Book III
, Canto LVI.
838 Prajápatis are the ten lords of created beings first created by Brahmá; somewhat like the Demiurgi of the Gnostics.
839 “This is the number of the Vedic divinities mentioned in the Rig-veda. In Ashṭaka I. Súkta XXXIV, the Rishi Hiraṇyastúpa invoking the Aśvins says: Á Násatyá tribhirekádaśairiha devebniryátam: ‘O Násatyas (Aśvins) come hither with the thrice eleven Gods.’ And in Súkta XLV, the Rishi Praskanva addressing his hymn to Agni (ignis, fire), thus invokes him: ‘Lord of the red steeds, propitiated by our prayers lead hither the thirty-three Gods.’ This number must certainly have been the actual number in the early days of the Vedic religion: although it appears probable enough that the thirty-three Vedic divinities could not then be found co-ordinated in so systematic a way as they were arranged more recently by the authors of the Upanishads. In the later ages of Bramanism the number went on increasing without measure by successive mythical and religious creations which peopled the Indian Olympus with abstract beings of every kind. But through lasting veneration of the word of the Veda the custom regained of giving the name of ‘the thirty-three Gods’ to the immense phalanx of the multiplied deities.” GORRESIO.

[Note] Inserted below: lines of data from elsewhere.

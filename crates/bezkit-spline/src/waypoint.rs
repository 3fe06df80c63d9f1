//! Waypoints and handle-coupling constraints.

use bezkit_core::{BezError, Result, Tolerance};
use bezkit_core::traits::Validate;
use bezkit_math::{Point3, Vector3};
use serde::{Deserialize, Serialize};

/// How a waypoint's two handles relate to each other.
#[derive(Debug, Clone, Copy, PartialEq, Eq, Default, Serialize, Deserialize)]
pub enum Continuity {
    /// Handles stay collinear and opposed; magnitudes are independent.
    #[default]
    Connected,
    /// Handles are exact mirrors of each other.
    Symmetric,
    /// Handles are fully independent.
    Broken,
}

/// A single control point on a [`BezierPath`](crate::BezierPath).
///
/// `handle_in` and `handle_out` are offsets from `position` giving the
/// incoming/outgoing Bezier control points. Fields are public: writing them
/// directly bypasses constraint propagation (raw edits from a host editing
/// layer), while [`set_handle_in`](Waypoint::set_handle_in) and
/// [`set_handle_out`](Waypoint::set_handle_out) keep the sibling handle
/// coupled per `continuity`.
#[derive(Debug, Clone, Copy, PartialEq, Serialize, Deserialize)]
pub struct Waypoint {
    pub position: Point3,
    pub handle_in: Vector3,
    pub handle_out: Vector3,
    pub continuity: Continuity,
}

/// Default handle offsets: half a unit backward/forward along z.
pub const DEFAULT_HANDLE_IN: Vector3 = Vector3::new(0.0, 0.0, -0.5);
pub const DEFAULT_HANDLE_OUT: Vector3 = Vector3::new(0.0, 0.0, 0.5);

/// Re-derive the coupled handle after its sibling was set to `edited`.
///
/// `current` is the coupled handle's present value, returned unchanged when
/// the mode imposes no relationship or when `edited` has no direction to
/// mirror (zero-length, under `Connected`).
fn coupled_handle(edited: Vector3, current: Vector3, continuity: Continuity) -> Vector3 {
    match continuity {
        Continuity::Connected => match edited.try_normalize() {
            Some(dir) => -dir * current.length(),
            None => current,
        },
        Continuity::Symmetric => -edited,
        Continuity::Broken => current,
    }
}

impl Waypoint {
    /// Waypoint at `position` with default handles and `Connected` mode.
    pub fn new(position: Point3) -> Self {
        Self {
            position,
            handle_in: DEFAULT_HANDLE_IN,
            handle_out: DEFAULT_HANDLE_OUT,
            continuity: Continuity::Connected,
        }
    }

    /// Waypoint from explicit raw state; no constraint is enforced.
    pub fn with_handles(
        position: Point3,
        handle_in: Vector3,
        handle_out: Vector3,
        continuity: Continuity,
    ) -> Self {
        Self {
            position,
            handle_in,
            handle_out,
            continuity,
        }
    }

    /// Set the incoming handle and re-derive the outgoing one.
    ///
    /// Under `Connected` a zero-length `offset` leaves `handle_out`
    /// untouched (there is no direction to mirror); this is not an error.
    pub fn set_handle_in(&mut self, offset: Vector3) {
        self.handle_in = offset;
        self.handle_out = coupled_handle(offset, self.handle_out, self.continuity);
    }

    /// Set the outgoing handle and re-derive the incoming one.
    pub fn set_handle_out(&mut self, offset: Vector3) {
        self.handle_out = offset;
        self.handle_in = coupled_handle(offset, self.handle_in, self.continuity);
    }

    /// Switch the continuity mode.
    ///
    /// Lazy policy: existing handles are left as they are; the new mode
    /// takes effect on the next `set_handle_in`/`set_handle_out` call.
    pub fn set_continuity(&mut self, continuity: Continuity) {
        self.continuity = continuity;
    }

    /// Restore default handles and continuity; `position` is kept.
    pub fn reset(&mut self) {
        self.handle_in = DEFAULT_HANDLE_IN;
        self.handle_out = DEFAULT_HANDLE_OUT;
        self.continuity = Continuity::Connected;
    }

    /// Absolute incoming control point (`position + handle_in`).
    pub fn control_in(&self) -> Point3 {
        self.position + self.handle_in
    }

    /// Absolute outgoing control point (`position + handle_out`).
    pub fn control_out(&self) -> Point3 {
        self.position + self.handle_out
    }
}

impl Default for Waypoint {
    fn default() -> Self {
        Self::new(Point3::ZERO)
    }
}

impl Validate for Waypoint {
    /// Check that the handles satisfy the continuity mode.
    ///
    /// `Connected` accepts a zero handle on either side (no direction
    /// defined); otherwise the handles must be opposed within angular
    /// tolerance. `Symmetric` requires an exact mirror within linear
    /// tolerance. `Broken` always passes.
    fn validate(&self, tol: &Tolerance) -> Result<()> {
        match self.continuity {
            Continuity::Connected => {
                if tol.is_zero(self.handle_in.length()) || tol.is_zero(self.handle_out.length()) {
                    return Ok(());
                }
                let angle = self.handle_out.angle_between(-self.handle_in);
                if !tol.angular_eq(angle, 0.0) {
                    return Err(BezError::Continuity(format!(
                        "Connected handles deviate by {angle} rad"
                    )));
                }
                Ok(())
            }
            Continuity::Symmetric => {
                let gap = (self.handle_in + self.handle_out).length();
                if !tol.is_zero(gap) {
                    return Err(BezError::Continuity(format!(
                        "Symmetric handles differ by {gap}"
                    )));
                }
                Ok(())
            }
            Continuity::Broken => Ok(()),
        }
    }
}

840 Serpent-Gods who dwell in the regions under the earth.
841 In the mythology of the epics the Gandharvas are the heavenly singers or musicians who form the orchestra at the banquets of the Gods, and they belong to the heaven of India in whose battles they share.
842 The mother of Ráma.
843 The mother of Lakshmaṇ.
844 In the south is the region of Yáma the God of Death, the place of departed spirits.
845 Kumbhakarṇa was one of Rávaṇ’s brothers.
846 The guards are still in the grove, but they are asleep; and Sítá has crept to a tree at some distance from them.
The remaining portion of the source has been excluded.